Después espesaron los rocíos y comenzaron a enfriarse las madrugadas; soplaron las primeras rachas del noroeste, y se llevaron por delante los últimos celajes veraniegos; perdió la mar todas sus galas de las grandes etiquetas: los «vaporosos tules,» las «esmeraldas líquidas,» las «irisadas crenchas…» y cuanto ven en esa egregia dama los soñadores ojos de la poesía bonachona y elegante. Por perder, perdió hasta las «embriagadoras armonías» de sus «arrullos blandos,» y se echó encima los ropajes grises, macizos y desaliñados de los días «de confianza» en los meses invernales; y comenzó a ensayar en el fondo de sus abismos el zumbido de las largas noches tenebrosas y el rugir de sus galernas y huracanes.

Con estos síntomas desapacibles, los últimos bañistas de la playa tiritaron de frío y de tristeza, y se largaron tierra adentro sin volver la vista atrás. Los ociosos hospederos apagaron entonces sus hornillos y fogatas; requirieron las improductivas cacerolas, y se desbandaron también hacia sus cuarteles de invierno, cruzándose quizás en el camino éstos y los otros con los nativos de la ciudad, que tornaban a ella cansados de la vida campestre en las aldeas circunvecinas. Los taciturnos balnearios, los encumbrados chalets y los hoteles, grandes y chicos, después de recoger y amontonar sus cachivaches y dar una escobada a los suelos, cerrason sus puertas y ventanas; y hartos de huéspedes volanderos y de sus algaradas y trapisondas, dispusiéronse a dormir, entre los horrores de la digestión y en aquella soledad que parecería la de las tumbas sin el bramar continuo del enfurruñado Océano, el sueño de las marmotas hasta los primeros calores del venidero estío.

En la ciudad aconteció entonces algo parecido a lo que acontece en el seno de la patriarcal familia al siguiente día de despedir a los parientes y amigos que vinieron con motivo de las fiestas del santo patrono del lugar. Cada cual vuelve a su oficio, y a su ropa, y a su cuarto, y a su cama, y a su sitio en la mesa, y a su andar y vivir ordinarios, dentro y fuera de la casa: unos con pesadumbre por amor a la vida ruidosa y desordenada, y otros muy complacidos por gustar del método reglamentado, de la puchera clásica, del hogar en orden… y de una prudente y saludable economía; porque los regodeos y jolgorios, por breves que sean, siempre resultan caros.
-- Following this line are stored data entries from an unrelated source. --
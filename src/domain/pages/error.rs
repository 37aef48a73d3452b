#[derive(Debug, Clone, PartialEq, Eq, thiserror::Error)]
pub enum RemoteError {
    #[error("not found: {0}")]
    NotFound(String),
    #[error("timeout while fetching {0}")]
    Timeout(String),
    #[error("transport error: {0}")]
    Transport(String),
    #[error("unexpected status {status} from {url}")]
    Status { url: String, status: u16 },
}

impl RemoteError {
    /// An authoritative absence, as opposed to a failure to find out.
    pub fn is_not_found(&self) -> bool {
        matches!(self, Self::NotFound(_))
    }
}
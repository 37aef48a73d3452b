use axum::{
    http::StatusCode,
    response::{IntoResponse, Response},
    Json,
};
use serde::{Deserialize, Serialize};

/// Main application error type
#[derive(Debug, thiserror::Error)]
pub enum AppError {
    #[error("Database error: {0}")]
    Database(#[from] sqlx::Error),

    #[error("Resource not found: {0}")]
    NotFound(String),

    #[error("Internal server error: {0}")]
    Internal(String),
}

/// JSON error body
#[derive(Debug, Serialize, Deserialize)]
pub struct ErrorResponse {
    pub message: String,
}

impl AppError {
    /// Get the HTTP status code for this error
    pub fn status_code(&self) -> StatusCode {
        match self {
            Self::NotFound(_) => StatusCode::NOT_FOUND,
            Self::Database(_) | Self::Internal(_) => StatusCode::INTERNAL_SERVER_ERROR,
        }
    }

    pub fn to_response(&self) -> ErrorResponse {
        ErrorResponse {
            message: self.to_string(),
        }
    }
}

impl IntoResponse for AppError {
    fn into_response(self) -> Response {
        let status = self.status_code();
        if status.is_server_error() {
            tracing::error!(error = %self, status = %status.as_u16(), "Request failed");
        } else {
            tracing::info!(error = %self, status = %status.as_u16(), "Request rejected");
        }

        (status, Json(self.to_response())).into_response()
    }
}

/// Custom result type for the application
pub type AppResult<T> = Result<T, AppError>;
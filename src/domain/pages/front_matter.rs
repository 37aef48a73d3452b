use regex::Regex;
use serde_json::{Map, Value};
use std::sync::LazyLock;

static FRONT_MATTER: LazyLock<Regex> = LazyLock::new(|| {
    Regex::new(r"(?s)\A\x{feff}?---[ \t]*\r?\n(?:(.*?)\r?\n)?---[ \t]*(?:\r?\n|\z)(.*)\z")
        .expect("valid front-matter regex")
});

/// A page split into its YAML front-matter and the remaining body.
#[derive(Debug, Clone, Default, PartialEq)]
pub struct Page {
    pub metadata: Map<String, Value>,
    pub body: String,
}

impl Page {
    /// Split `text` on a leading `---` delimited YAML block.
    ///
    /// Text without front-matter, or with a block that is not a YAML
    /// mapping, is returned whole as the body with empty metadata.
    pub fn parse(text: &str) -> Self {
        let Some(captures) = FRONT_MATTER.captures(text) else {
            return Self::body_only(text);
        };
        let yaml = captures.get(1).map_or("", |m| m.as_str());
        let body = captures.get(2).map_or("", |m| m.as_str());

        if yaml.trim().is_empty() {
            return Self {
                metadata: Map::new(),
                body: body.to_string(),
            };
        }

        match serde_yaml::from_str::<Value>(yaml) {
            Ok(Value::Object(metadata)) => Self {
                metadata,
                body: body.to_string(),
            },
            Ok(Value::Null) => Self {
                metadata: Map::new(),
                body: body.to_string(),
            },
            Ok(_) => {
                tracing::warn!("Page front-matter is not a mapping, ignoring it");
                Self::body_only(text)
            }
            Err(e) => {
                tracing::warn!(error = %e, "Invalid page front-matter, ignoring it");
                Self::body_only(text)
            }
        }
    }

    fn body_only(text: &str) -> Self {
        Self {
            metadata: Map::new(),
            body: text.to_string(),
        }
    }

    /// Raw reference list stored under `key`. `null` items are kept as `None`.
    pub fn references(&self, key: &str) -> Vec<Option<String>> {
        match self.metadata.get(key) {
            Some(Value::Array(items)) => items
                .iter()
                .map(|item| match item {
                    Value::Null => None,
                    Value::String(s) => Some(s.clone()),
                    other => Some(other.to_string()),
                })
                .collect(),
            _ => Vec::new(),
        }
    }
}
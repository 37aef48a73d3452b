use anyhow::Result;
use http_body_util::{BodyExt, Full};
use hyper::{body::Bytes, Method, Request, Response, StatusCode};
use hyper_util::client::legacy::Client;
use hyper_util::rt::TokioExecutor;
use serde_json::Value;
use std::collections::HashMap;

#[derive(Clone)]
pub struct TestClient {
    base_url: String,
    client: Client<hyper_util::client::legacy::connect::HttpConnector, Full<Bytes>>,
}

impl TestClient {
    pub fn new(base_url: &str) -> Self {
        let client = Client::builder(TokioExecutor::new()).build_http();
        Self {
            base_url: base_url.to_string(),
            client,
        }
    }

    pub async fn get(&self, path: &str) -> Result<ApiResponse> {
        self.request(Method::GET, path, &[]).await
    }

    pub async fn get_with_headers(&self, path: &str, headers: &[(&str, &str)]) -> Result<ApiResponse> {
        self.request(Method::GET, path, headers).await
    }

    async fn request(
        &self,
        method: Method,
        path: &str,
        headers: &[(&str, &str)],
    ) -> Result<ApiResponse> {
        let url = format!("{}{}", self.base_url, path);
        let mut req_builder = Request::builder().method(method).uri(&url);

        for (name, value) in headers {
            req_builder = req_builder.header(*name, *value);
        }

        let request = req_builder.body(Full::new(Bytes::new()))?;
        let response = self.client.request(request).await?;

        ApiResponse::from_response(response).await
    }
}

pub struct ApiResponse {
    pub status: StatusCode,
    pub body: Option<Value>,
    pub body_bytes: Vec<u8>,
    pub headers: HashMap<String, String>,
}

impl ApiResponse {
    async fn from_response(response: Response<hyper::body::Incoming>) -> Result<Self> {
        let status = response.status();
        let headers = response
            .headers()
            .iter()
            .filter_map(|(k, v)| v.to_str().ok().map(|v| (k.to_string(), v.to_string())))
            .collect();

        let body_bytes = response.into_body().collect().await?.to_bytes().to_vec();

        let body = if !body_bytes.is_empty() {
            serde_json::from_slice(&body_bytes).ok()
        } else {
            None
        };

        Ok(Self {
            status,
            body,
            body_bytes,
            headers,
        })
    }

    pub fn assert_status(&self, expected: StatusCode) -> &Self {
        assert_eq!(
            self.status, expected,
            "Expected status {} but got {}. Body: {:?}",
            expected, self.status, self.body
        );
        self
    }

    /// Assert that the error response contains the expected message
    pub fn assert_error_message(&self, expected_message: &str) -> &Self {
        let message = self
            .body
            .as_ref()
            .and_then(|b| b.get("message"))
            .and_then(|m| m.as_str())
            .expect("Missing message field in error response");

        assert!(
            message.contains(expected_message),
            "Expected error message to contain '{}', but got '{}'",
            expected_message,
            message
        );
        self
    }

    pub fn json(&self) -> &Value {
        self.body.as_ref().expect("Expected a JSON body")
    }

    pub fn header(&self, name: &str) -> Option<&String> {
        self.headers.get(name)
    }

    pub fn assert_header_exists(&self, name: &str) -> &Self {
        assert!(
            self.headers.contains_key(name),
            "Header '{}' not found",
            name
        );
        self
    }

    /// Kinds of the diagnostics attached to the response body
    pub fn diagnostic_kinds(&self) -> Vec<String> {
        self.json()
            .get("diagnostics")
            .and_then(|d| d.as_array())
            .map(|items| {
                items
                    .iter()
                    .filter_map(|d| d.get("kind").and_then(|k| k.as_str()))
                    .map(str::to_string)
                    .collect()
            })
            .unwrap_or_default()
    }
}
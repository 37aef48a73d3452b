pub mod request_id;

pub use request_id::{request_id_middleware, X_REQUEST_ID};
La gente moza, con la espalda vuelta a las frías soledades de la playa y la vista fija, en los pavorosos problemas del invierno que se les venía encima, se quedó suspirando y royéndose las uñas. Todo lo veía negro y vulgar y fastidioso, mirando hacia adelante; y volviendo hacia atrás los ojos de la memoria, ¡qué diferencia! ¡Adiós, placeres elegantes! ¡esparcimientos distinguidos! ¡niñas arrebatadoras! ¡marquesas incomparables! ¡chicos ilustres del gran mundo! ¡personajes de copete! ¡bailes, jiras, conciertos y veladas! La intriguilla amorosa, interrumpida a lo mejor; el anhelado , apenas saboreado; la ardiente mirada, sin explicar; la frase aquélla, en enigma todavía… ¡y el del banquero A, y la de los Condes de B!… ¡y Chuncha Olivete, y Manolo Gonzálvez! ¡Oh, dioses inmortales, qué pesadumbre!…
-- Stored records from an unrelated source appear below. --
use axum::{extract::State, http::StatusCode, response::IntoResponse, Json};
use serde_json::json;
use std::sync::Arc;
use crate::domain::resources::ResourceRepository;

pub async fn health() -> impl IntoResponse {
    (StatusCode::OK, "OK")
}

pub async fn health_ready(
    State(repository): State<Arc<dyn ResourceRepository>>,
) -> impl IntoResponse {
    if repository.is_ready().await {
        (
            StatusCode::OK,
            Json(json!({
                "status": "ready",
                "database": "connected"
            })),
        )
    } else {
        (
            StatusCode::SERVICE_UNAVAILABLE,
            Json(json!({
                "status": "not_ready",
                "database": "disconnected"
            })),
        )
    }
}
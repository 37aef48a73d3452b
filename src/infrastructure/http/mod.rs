use axum::{middleware, routing::get, Router};
use std::sync::Arc;
use tower_http::trace::TraceLayer;

use crate::infrastructure::config::Config;
use crate::{
    controllers::{health, home::HomeController, pages::PagesController},
    domain::resources::ResourceRepository,
    infrastructure::middleware::request_id_middleware,
};

/// Build the application router with all routes configured
pub fn build_router(
    resource_repo: Arc<dyn ResourceRepository>,
    home_controller: Arc<HomeController>,
    pages_controller: Arc<PagesController>,
) -> Router {
    let home_routes = Router::new()
        .route("/:lang/home", get(HomeController::home))
        .with_state(home_controller);

    let pages_routes = Router::new()
        .route("/:lang/pages/*slug", get(PagesController::show_page))
        .with_state(pages_controller);

    Router::new()
        .route("/health", get(health::health))
        .route("/health/ready", get(health::health_ready))
        .with_state(resource_repo)
        .merge(home_routes)
        .merge(pages_routes)
        .layer(middleware::from_fn(request_id_middleware))
        .layer(TraceLayer::new_for_http())
}

/// Serve `app` on the configured address until the process stops
pub async fn start_http_server(
    config: Arc<Config>,
    app: Router,
) -> Result<(), Box<dyn std::error::Error>> {
    let listener =
        tokio::net::TcpListener::bind(format!("{}:{}", config.host, config.port)).await?;

    tracing::info!("Server listening on {}", listener.local_addr()?);

    axum::serve(listener, app).await?;

    Ok(())
}
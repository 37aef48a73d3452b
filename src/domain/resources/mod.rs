pub mod error;
pub mod model;
pub mod resolver;

use async_trait::async_trait;
use uuid::Uuid;

pub use error::RepositoryError;
pub use model::{Resource, ResourceKind, ResourceReference, TAG_PREFIX};
pub use resolver::TaggedResourceResolver;

/// Read access to the published resources a page can reference.
#[async_trait]
pub trait ResourceRepository: Send + Sync {
    async fn find_by_slug(
        &self,
        kind: ResourceKind,
        slug: &str,
    ) -> Result<Option<Resource>, RepositoryError>;

    async fn find_by_id(&self, kind: ResourceKind, id: Uuid)
        -> Result<Option<Resource>, RepositoryError>;

    /// Visible resources carrying every tag in `tags`, newest first.
    async fn find_visible_by_tags(
        &self,
        kind: ResourceKind,
        tags: &[String],
    ) -> Result<Vec<Resource>, RepositoryError>;

    async fn is_ready(&self) -> bool;
}
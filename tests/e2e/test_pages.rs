use crate::e2e::helpers;

use chrono::{TimeZone, Utc};
use helpers::fixtures::{mount_markdown_page, raw_page_path, resource};
use helpers::{TestContext, PAGE_CACHE_TTL};
use hyper::StatusCode;
use portal_front::domain::resources::ResourceKind;
use pretty_assertions::assert_eq;
use serde_json::json;
use test_context::test_context;
use wiremock::matchers::{method, path};
use wiremock::{Mock, ResponseTemplate};

#[test_context(TestContext)]
#[tokio::test]
async fn it_should_render_markdown_page_with_resources(ctx: &TestContext) {

    let jan = Utc.with_ymd_and_hms(2024, 1, 1, 0, 0, 0).unwrap();
    let feb = Utc.with_ymd_and_hms(2024, 2, 1, 0, 0, 0).unwrap();
    ctx.resources.insert(ResourceKind::Dataset, resource("census", &[], jan));
    ctx.resources.insert(ResourceKind::Reuse, resource("older-map", &["tag#"], jan));
    ctx.resources.insert(ResourceKind::Reuse, resource("newer-map", &["tag#"], feb));

    mount_markdown_page(
        &ctx.remote,
        "open-data",
        "---\ntitle: Open data\ndatasets:\n  - census\n  - unknown\nreuses:\n  - tag#maps\n---\n# Open data\n",
    )
    .await;

    let response = ctx.client.get("/en/pages/open-data").await.unwrap();

    response.assert_status(StatusCode::OK);
    let body = response.json();
    assert_eq!(body["metadata"], json!({
        "title": "Open data",
        "datasets": ["census", "unknown"],
        "reuses": ["tag#maps"]
    }));
    assert_eq!(body["body"], json!("# Open data\n"));
    assert_eq!(body["extension"], json!("md"));
    assert_eq!(
        body["gh_url"],
        json!("https://github.com/portal/pages/blob/master/pages/open-data.md")
    );
    assert_eq!(body["datasets"][0]["slug"], json!("census"));
    assert_eq!(body["datasets"].as_array().unwrap().len(), 1);
    let reuses: Vec<_> = body["reuses"]
        .as_array()
        .unwrap()
        .iter()
        .map(|r| r["slug"].as_str().unwrap())
        .collect();
    assert_eq!(reuses, vec!["newer-map", "older-map"]);
}

#[test_context(TestContext)]
#[tokio::test]
async fn it_should_serve_nested_html_page(ctx: &TestContext) {

    Mock::given(method("GET"))
        .and(path(raw_page_path("about/team", "html")))
        .respond_with(ResponseTemplate::new(200).set_body_string("<h1>Team</h1>"))
        .mount(&ctx.remote)
        .await;

    let response = ctx.client.get("/fr/pages/about/team/").await.unwrap();

    response.assert_status(StatusCode::OK);
    assert_eq!(response.json()["body"], json!("<h1>Team</h1>"));
    assert_eq!(response.json()["extension"], json!("html"));
}

#[test_context(TestContext)]
#[tokio::test]
async fn it_should_return_not_found_for_missing_page(ctx: &TestContext) {

    let response = ctx.client.get("/en/pages/missing").await.unwrap();

    response
        .assert_status(StatusCode::NOT_FOUND)
        .assert_error_message("Page missing not found");
}

#[test_context(TestContext)]
#[tokio::test]
async fn it_should_reject_unsupported_language(ctx: &TestContext) {

    let response = ctx.client.get("/xx/pages/open-data").await.unwrap();

    response.assert_status(StatusCode::NOT_FOUND);
    assert!(ctx.remote.received_requests().await.unwrap().is_empty());
}

#[test_context(TestContext)]
#[tokio::test]
async fn it_should_serve_stale_page_when_repository_fails(ctx: &TestContext) {

    Mock::given(method("GET"))
        .and(path(raw_page_path("legal", "html")))
        .respond_with(ResponseTemplate::new(200).set_body_string("<p>Terms</p>"))
        .up_to_n_times(1)
        .mount(&ctx.remote)
        .await;
    Mock::given(method("GET"))
        .and(path(raw_page_path("legal", "html")))
        .respond_with(ResponseTemplate::new(500))
        .mount(&ctx.remote)
        .await;

    ctx.client
        .get("/en/pages/legal")
        .await
        .unwrap()
        .assert_status(StatusCode::OK);

    tokio::time::sleep(PAGE_CACHE_TTL * 2).await;

    let response = ctx.client.get("/en/pages/legal").await.unwrap();

    response.assert_status(StatusCode::OK);
    assert_eq!(response.json()["body"], json!("<p>Terms</p>"));
    assert_eq!(
        response.diagnostic_kinds(),
        vec!["remote_unavailable", "stale_content_served"]
    );
}
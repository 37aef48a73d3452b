use super::fetcher::PageContentFetcher;
use super::front_matter::Page;
use super::model::Extension;
use crate::domain::resources::{Resource, ResourceKind, TaggedResourceResolver};
use crate::domain::shared::Diagnostic;
use serde::Serialize;
use serde_json::{Map, Value};

/// Everything the page template needs.
#[derive(Debug, Clone, Serialize)]
pub struct PageView {
    pub metadata: Map<String, Value>,
    pub body: String,
    pub gh_url: String,
    pub extension: Extension,
    pub datasets: Vec<Resource>,
    pub reuses: Vec<Resource>,
    pub diagnostics: Vec<Diagnostic>,
}

pub struct PageService {
    fetcher: PageContentFetcher,
    resolver: TaggedResourceResolver,
}

impl PageService {
    pub fn new(fetcher: PageContentFetcher, resolver: TaggedResourceResolver) -> Self {
        Self { fetcher, resolver }
    }

    /// Page content with its referenced resources. `None` means not found.
    pub async fn show_page(&self, slug: &str, locale: &str) -> Option<PageView> {
        let (content, diagnostics) = self.fetcher.get_content(slug, locale).await.into_parts();
        let content = content?;
        let page = Page::parse(&content.content);

        let mut datasets = Vec::new();
        let mut reuses = Vec::new();
        for kind in ResourceKind::ALL {
            let resolved = self
                .resolver
                .resolve(kind, &page.references(kind.front_matter_key()))
                .await;
            match kind {
                ResourceKind::Dataset => datasets = resolved,
                ResourceKind::Reuse => reuses = resolved,
            }
        }

        Some(PageView {
            metadata: page.metadata,
            body: page.body,
            gh_url: content.gh_url,
            extension: content.extension,
            datasets,
            reuses,
            diagnostics,
        })
    }
}
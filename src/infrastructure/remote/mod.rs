use crate::domain::blog::{FeedError, FeedSource};
use crate::domain::pages::{ContentRepository, RemoteError};
use async_trait::async_trait;
use reqwest::StatusCode;
use std::time::Duration;

const USER_AGENT: &str = concat!(env!("CARGO_PKG_NAME"), "/", env!("CARGO_PKG_VERSION"));

/// reqwest client shared by the feed fetcher and the page repository.
#[derive(Clone)]
pub struct HttpRemoteClient {
    http_client: reqwest::Client,
}

impl HttpRemoteClient {
    pub fn new(timeout: Duration) -> Result<Self, reqwest::Error> {
        let http_client = reqwest::Client::builder()
            .timeout(timeout)
            .user_agent(USER_AGENT)
            .build()?;
        Ok(Self { http_client })
    }

    async fn get(&self, url: &str) -> Result<reqwest::Response, reqwest::Error> {
        self.http_client.get(url).send().await
    }
}

fn remote_error(url: &str, err: reqwest::Error) -> RemoteError {
    if err.is_timeout() {
        RemoteError::Timeout(url.to_string())
    } else {
        RemoteError::Transport(format!("{}: {}", url, err))
    }
}

fn feed_error(url: &str, err: reqwest::Error) -> FeedError {
    if err.is_timeout() {
        FeedError::Timeout(url.to_string())
    } else {
        FeedError::Transport(format!("{}: {}", url, err))
    }
}

#[async_trait]
impl FeedSource for HttpRemoteClient {
    async fn fetch_feed(&self, url: &str) -> Result<Vec<u8>, FeedError> {
        let response = self.get(url).await.map_err(|e| feed_error(url, e))?;

        if !response.status().is_success() {
            return Err(FeedError::Status {
                url: url.to_string(),
                status: response.status().as_u16(),
            });
        }

        let body = response.bytes().await.map_err(|e| feed_error(url, e))?;
        Ok(body.to_vec())
    }
}

#[async_trait]
impl ContentRepository for HttpRemoteClient {
    async fn exists(&self, url: &str) -> Result<bool, RemoteError> {
        let response = self
            .http_client
            .head(url)
            .send()
            .await
            .map_err(|e| remote_error(url, e))?;

        Ok(response.status() == StatusCode::OK)
    }

    async fn fetch(&self, url: &str) -> Result<String, RemoteError> {
        let response = self.get(url).await.map_err(|e| remote_error(url, e))?;

        match response.status() {
            StatusCode::NOT_FOUND => Err(RemoteError::NotFound(url.to_string())),
            status if !status.is_success() => Err(RemoteError::Status {
                url: url.to_string(),
                status: status.as_u16(),
            }),
            _ => response.text().await.map_err(|e| remote_error(url, e)),
        }
    }
}
#[derive(Debug, Clone, PartialEq, Eq, thiserror::Error)]
pub enum FeedError {
    #[error("timeout while fetching {0}")]
    Timeout(String),
    #[error("transport error: {0}")]
    Transport(String),
    #[error("unexpected status {status} from {url}")]
    Status { url: String, status: u16 },
    #[error("unparseable feed: {0}")]
    Parse(String),
    #[error("feed has no entries")]
    Empty,
}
Para consolarse de ella y echarse a pechos aquel interminable invierno que avanzaba cargado de chaparrones inclementes, la perspectiva de una esperanza de compañía zarzuelera en el teatro; dos bailes en el Casino; una novena solemne en tal iglesia de moda, y a pasto las reuniones de confianza en casa de las de Sotillo… ¡Y sea usted crema para esa, y juventud distinguida y elegante, con un ropero de lo mejor, y unas aptitudes de las más sobresalientes! ¡Pícaras capitales de provincia, que no tienen más sociedad que la postiza de los veranos! ¡Era cosa de emigrar de allí y renegar de la patria nativa, que no se cuidaba de entretener y amenizar los interesantes ocios de sus distinguidos hijos!
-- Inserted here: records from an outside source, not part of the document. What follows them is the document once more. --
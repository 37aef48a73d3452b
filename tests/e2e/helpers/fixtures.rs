use super::{PAGES_BRANCH, PAGES_REPO};
use chrono::{DateTime, Utc};
use portal_front::domain::resources::Resource;
use uuid::Uuid;
use wiremock::matchers::{method, path};
use wiremock::{Mock, MockServer, ResponseTemplate};

pub fn resource(slug: &str, tags: &[&str], created_at: DateTime<Utc>) -> Resource {
    Resource {
        id: Uuid::new_v4(),
        slug: slug.to_string(),
        title: format!("Title of {slug}"),
        tags: tags.iter().map(|t| t.to_string()).collect(),
        private: false,
        deleted_at: None,
        created_at,
    }
}

/// RSS document with a single item
pub fn rss_item(title: &str, link: &str, pub_date: &str, description: &str) -> String {
    format!(
        r#"<?xml version="1.0" encoding="UTF-8"?>
<rss version="2.0" xmlns:media="http://search.yahoo.com/mrss/">
  <channel>
    <title>Blog</title>
    <item>
      <title>{title}</title>
      <link>{link}</link>
      <pubDate>{pub_date}</pubDate>
      <description><![CDATA[{description}]]></description>
    </item>
  </channel>
</rss>"#
    )
}

pub async fn mount_feed(server: &MockServer, language: &str, template: ResponseTemplate) {
    Mock::given(method("GET"))
        .and(path(format!("/feed/{language}")))
        .respond_with(template)
        .mount(server)
        .await;
}

/// Path of a page file on the raw host
pub fn raw_page_path(slug: &str, extension: &str) -> String {
    format!("/{PAGES_REPO}/{PAGES_BRANCH}/pages/{slug}.{extension}")
}

/// Serve a markdown page: the `.md` check answers 200 and the body follows.
pub async fn mount_markdown_page(server: &MockServer, slug: &str, body: &str) {
    Mock::given(method("HEAD"))
        .and(path(raw_page_path(slug, "md")))
        .respond_with(ResponseTemplate::new(200))
        .mount(server)
        .await;
    Mock::given(method("GET"))
        .and(path(raw_page_path(slug, "md")))
        .respond_with(ResponseTemplate::new(200).set_body_string(body))
        .mount(server)
        .await;
}
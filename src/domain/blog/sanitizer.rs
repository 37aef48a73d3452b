//! Lightweight HTML fragment handling for feed excerpts.
//!
//! These helpers work on fragments as text: they do not build a DOM and are
//! total over any input, HTML or not.

use regex::Regex;
use std::sync::LazyLock;

static STRUCTURAL_TAGS: LazyLock<Regex> = LazyLock::new(|| {
    Regex::new(r"(?i)</?(?:img|br|p|div|ul|li|ol)(?:\s[^<>]*)?/?>")
        .expect("structural tags pattern is valid")
});

/// An `<img>` tag up to its closing `>`. A `>` inside a quoted value does not
/// end the tag.
static IMG_TAG: LazyLock<Regex> = LazyLock::new(|| {
    Regex::new(r#"(?is)<img\b(?:[^>"']|"[^"]*"|'[^']*')*>"#).expect("img tag pattern is valid")
});

/// One `name=value` attribute. Every attribute is consumed whole, so
/// `data-src` never reads as `src` and quoted text never reads as an attribute.
static IMG_ATTRIBUTE: LazyLock<Regex> = LazyLock::new(|| {
    Regex::new(r#"(?s)([^\s"'=<>/]+)\s*=\s*(?:"([^"]*)"|'([^']*)'|([^\s"'<>]+))"#)
        .expect("img attribute pattern is valid")
});

/// Attributes of the first usable `<img>` tag of a fragment.
#[derive(Debug, Clone, PartialEq, Eq)]
pub struct ImageRef {
    pub src: String,
    pub srcset: Option<String>,
    pub sizes: Option<String>,
}

/// Remove opening and closing `img`, `br`, `p`, `div`, `ul`, `li` and `ol`
/// tags. Everything else, markup or text, is kept as is.
pub fn strip_structural_tags(html: &str) -> String {
    STRUCTURAL_TAGS.replace_all(html, "").into_owned()
}

/// Find the first `<img>` carrying an absolute http(s) `src` and return it
/// along with its optional `srcset` and `sizes`.
///
/// Attribute order does not matter. `&amp;` is unescaped in `src` and `srcset`.
pub fn extract_first_image(html: &str) -> Option<ImageRef> {
    IMG_TAG
        .find_iter(html)
        .find_map(|tag| image_from_tag(tag.as_str()))
}

fn image_from_tag(tag: &str) -> Option<ImageRef> {
    let mut src = None;
    let mut srcset = None;
    let mut sizes = None;

    let attributes = tag.get("<img".len()..).unwrap_or_default();
    for caps in IMG_ATTRIBUTE.captures_iter(attributes) {
        let value = caps
            .get(2)
            .or_else(|| caps.get(3))
            .or_else(|| caps.get(4))
            .map(|m| m.as_str())
            .unwrap_or_default();
        match caps[1].to_ascii_lowercase().as_str() {
            "src" if src.is_none() => src = Some(value.to_string()),
            "srcset" if srcset.is_none() => srcset = Some(value.to_string()),
            "sizes" if sizes.is_none() => sizes = Some(value.to_string()),
            _ => {}
        }
    }

    let src = src.filter(|s| is_absolute_http(s))?;

    Some(ImageRef {
        src: unescape_amp(&src),
        srcset: srcset.filter(|s| !s.is_empty()).map(|s| unescape_amp(&s)),
        sizes: sizes.filter(|s| !s.is_empty()),
    })
}

fn is_absolute_http(url: &str) -> bool {
    let lower = url.to_ascii_lowercase();
    (lower.starts_with("http://") || lower.starts_with("https://")) && url.len() > "http://".len()
}

fn unescape_amp(value: &str) -> String {
    value.replace("&amp;", "&")
}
En cambio, los padres y otros ciudadanos que habían pasado ya de la edad de las ilusiones juveniles, se encontraban tan guapamente en aquella tranquilidad y en aquel orden beatíficos, como las personas cuerdas del ejemplo de más atrás, después de largarse sus huéspedes con el desorden y los ruidos a otra parte. La ciencia del bien vivir no consiste, al fin y al cabo, en otra cosa que en conformarse cada cual con lo que tiene en su casa; y en ese particular, eran unos verdaderos sabios los hombres de aquella ciudad costeña, que no se entristecían cosa maldita en invierno con la falta de los huéspedes del verano.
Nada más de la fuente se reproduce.